The songs themselves were
promising but Tulley needs to relax on stage if they’re ever going to fly.

Rising to prominence with
a cover is a tricky thing (Alien Ant Farm, anyone?). Thankfully, First Aid Kit’s
cover of Fleet Foxes’ ‘Tiger Mountain Peasant Song' is staggering and beautiful
even off the back of the Youtube bandwagon. Being something of an Internet sensation,
I was unsure of what to expect. But Swedish sisters

 Johanna and Klara Söderberg delivered above and beyond expectation; there were buckets of charm, possible adoration of Gram Parsons, awkward sibling quarrels… But I digress.

Joined on drums by
their tour manager after just one rehearsal and the previous night’s gig, FAK
ditched the amplification game a few times by doing a capella versions of
‘Ghost Town’ (standing at the edge of the stage and keeping the ruffians quiet)
and the Buffy Sainte-Marie protest song ‘Universal Soldier’, standing in a
hasty clearing on the floor for the latter.
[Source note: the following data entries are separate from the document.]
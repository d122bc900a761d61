//! Row handles.

use std::fmt;
use std::sync::Arc;

use crate::columnar::data_type::{data_type_ref, AnyValue, DataType, DataTypeKey, DataTypeRef};
use crate::columnar::schema::{Schema, SchemaExtension};
use crate::error::{Error, Result};

/// A record: a schema plus one row index.
///
/// Creating a row allocates its index, which is never reused. Dropping a
/// row does not free anything; the cells stay in the schema.
pub struct Row<X: SchemaExtension = ()> {
    schema: Arc<Schema<X>>,
    index: usize,
}

impl<X: SchemaExtension> Row<X> {
    /// Allocate a new row in `schema`.
    pub fn new(schema: &Arc<Schema<X>>) -> Result<Self> {
        let index = schema.add_row_get_index()?;
        Ok(Row {
            schema: Arc::clone(schema),
            index,
        })
    }

    /// Handle on a row that was already allocated.
    pub fn from_index(schema: &Arc<Schema<X>>, index: usize) -> Result<Self> {
        if index >= schema.row_count() {
            return Err(Error::InvalidArgument(format!(
                "Row {} has not been allocated, {} rows exist",
                index,
                schema.row_count()
            )));
        }
        Ok(Row {
            schema: Arc::clone(schema),
            index,
        })
    }

    /// The row index.
    #[inline]
    pub fn index(&self) -> usize {
        self.index
    }

    /// The schema this row belongs to.
    #[inline]
    pub fn schema(&self) -> &Arc<Schema<X>> {
        &self.schema
    }

    /// Read a cell.
    #[inline]
    pub fn get<D: DataType>(&self, data_type: &D) -> Result<Option<D::Value>> {
        self.schema.get(self.index, data_type)
    }

    /// Overwrite a cell, returning its previous value.
    #[inline]
    pub fn set<D: DataType>(&self, data_type: &D, value: impl Into<Option<D::Value>>) -> Result<Option<D::Value>> {
        self.schema.set(self.index, data_type, value)
    }

    /// Read a cell, or `default` if it is unset or the attribute is unknown.
    pub fn get_or_default<D: DataType>(&self, data_type: &D, default: D::Value) -> Result<D::Value> {
        self.schema.get_or_default(self.index, data_type, default)
    }

    /// Read a cell, computing a fallback if it is unset.
    pub fn get_non_null_else<D, F>(&self, data_type: &D, fallback: F) -> Result<D::Value>
    where
        D: DataType,
        F: FnOnce() -> D::Value,
    {
        self.schema.get_non_null_else(self.index, data_type, fallback)
    }

    /// Clear a cell, returning its previous value. The attribute stays
    /// registered.
    pub fn remove<D: DataType>(&self, data_type: &D) -> Result<Option<D::Value>> {
        self.schema.set(self.index, data_type, None)
    }

    /// Whether the cell of `data_type` holds a value.
    pub fn contains<D: DataType>(&self, data_type: &D) -> bool {
        matches!(self.schema.get(self.index, data_type), Ok(Some(_)))
    }

    /// This row's non-empty cells in registration order.
    ///
    /// Every call starts over from the current schema.
    pub fn stream(&self) -> impl Iterator<Item = (DataTypeRef, AnyValue)> {
        self.schema.stream_row(self.index)
    }

    /// Write several cells, registering unknown attributes first.
    pub fn put_all(&self, values: RowValues) -> Result<()> {
        self.schema
            .add_data_types(values.values.iter().map(|(data_type, _)| Arc::clone(data_type)))?;
        for (data_type, value) in values.values {
            self.schema.set_any(self.index, &data_type, value)?;
        }
        Ok(())
    }
}

impl<X: SchemaExtension> Clone for Row<X> {
    fn clone(&self) -> Self {
        Row {
            schema: Arc::clone(&self.schema),
            index: self.index,
        }
    }
}

impl<X: SchemaExtension> PartialEq for Row<X> {
    fn eq(&self, other: &Self) -> bool {
        Arc::ptr_eq(&self.schema, &other.schema) && self.index == other.index
    }
}

impl<X: SchemaExtension> Eq for Row<X> {}

impl<X: SchemaExtension> fmt::Debug for Row<X> {
    fn fmt(&self, f: &mut fmt::Formatter<'_>) -> fmt::Result {
        f.debug_struct("Row").field("index", &self.index).finish()
    }
}

/// Cell values for [`Row::put_all`], keyed by attribute.
///
/// Adding the same attribute twice keeps the last value.
#[derive(Default)]
pub struct RowValues {
    values: Vec<(DataTypeRef, Option<AnyValue>)>,
}

impl RowValues {
    /// Create an empty set of values.
    pub fn new() -> Self {
        RowValues::default()
    }

    /// Add a value, builder style.
    pub fn with<D: DataType>(mut self, data_type: &D, value: impl Into<Option<D::Value>>) -> Self {
        self.insert(data_type, value);
        self
    }

    /// Add a value. `None` clears the cell when written.
    pub fn insert<D: DataType>(&mut self, data_type: &D, value: impl Into<Option<D::Value>>) {
        let value = value.into().map(|v| Box::new(v) as AnyValue);
        let key = DataTypeKey::of(data_type);
        match self.values.iter_mut().find(|(existing, _)| existing.key() == key) {
            Some(slot) => slot.1 = value,
            None => self.values.push((data_type_ref(data_type), value)),
        }
    }

    /// Number of attributes.
    pub fn len(&self) -> usize {
        self.values.len()
    }

    /// Whether no value was added.
    pub fn is_empty(&self) -> bool {
        self.values.is_empty()
    }

    /// Attributes in insertion order.
    pub fn data_types(&self) -> impl Iterator<Item = &DataTypeRef> {
        self.values.iter().map(|(data_type, _)| data_type)
    }
}

impl fmt::Debug for RowValues {
    fn fmt(&self, f: &mut fmt::Formatter<'_>) -> fmt::Result {
        f.debug_list().entries(self.data_types()).finish()
    }
}
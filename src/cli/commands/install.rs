//! Install command - pre-cache the fixed URL list

use super::build_host;
use crate::config::{Config, ConfigManager};
use crate::error::PrecacheResult;
use crate::worker::{CACHE_NAME, URLS_TO_CACHE};
use console::style;

/// Execute the install command
pub async fn execute(manager: &ConfigManager, config: &Config) -> PrecacheResult<()> {
    let host = build_host(manager, config)?;
    host.install().await?;

    println!(
        "{} {} ({} URLs from {})",
        style("[OK]").green(),
        CACHE_NAME,
        URLS_TO_CACHE.len(),
        host.worker().origin()
    );
    Ok(())
}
Their voices deserve to be heard pure and unadulterated by fickle music
machinery; the unplugged performances recalled the apparently forgotten value
of acoustic performance, and inadvertently highlighted the abysmal lack of good
acoustics in most venues.










New track ‘The Lion’s
Roar’ is single-worthy, though it fails to outshine the rendition of ‘Tiger
Peasant Mountain Song’ that had everyone silent as nuclear winter. Occasionally
the dialogue seemed recycled or weary, but the performance was fresh, the belts
high-waisted, and the music remniscient of such female country artists as Emmylou Harris, Patsy Cline, the Be Good
Tanyas
and Patty Griffin.

My Gram Parsons
suspicions were vindicated when, in a very new, unnamed song, they sang “I’ll
be you’re Emmylou, I’ll be your June/If you’ll be my Gram and my Johnny too”…Right
before a cover of Parsons’ ‘Still Feeling Blue’. But hey, if you’re gonna deify
anyone, it may as well be that guy. Sigh.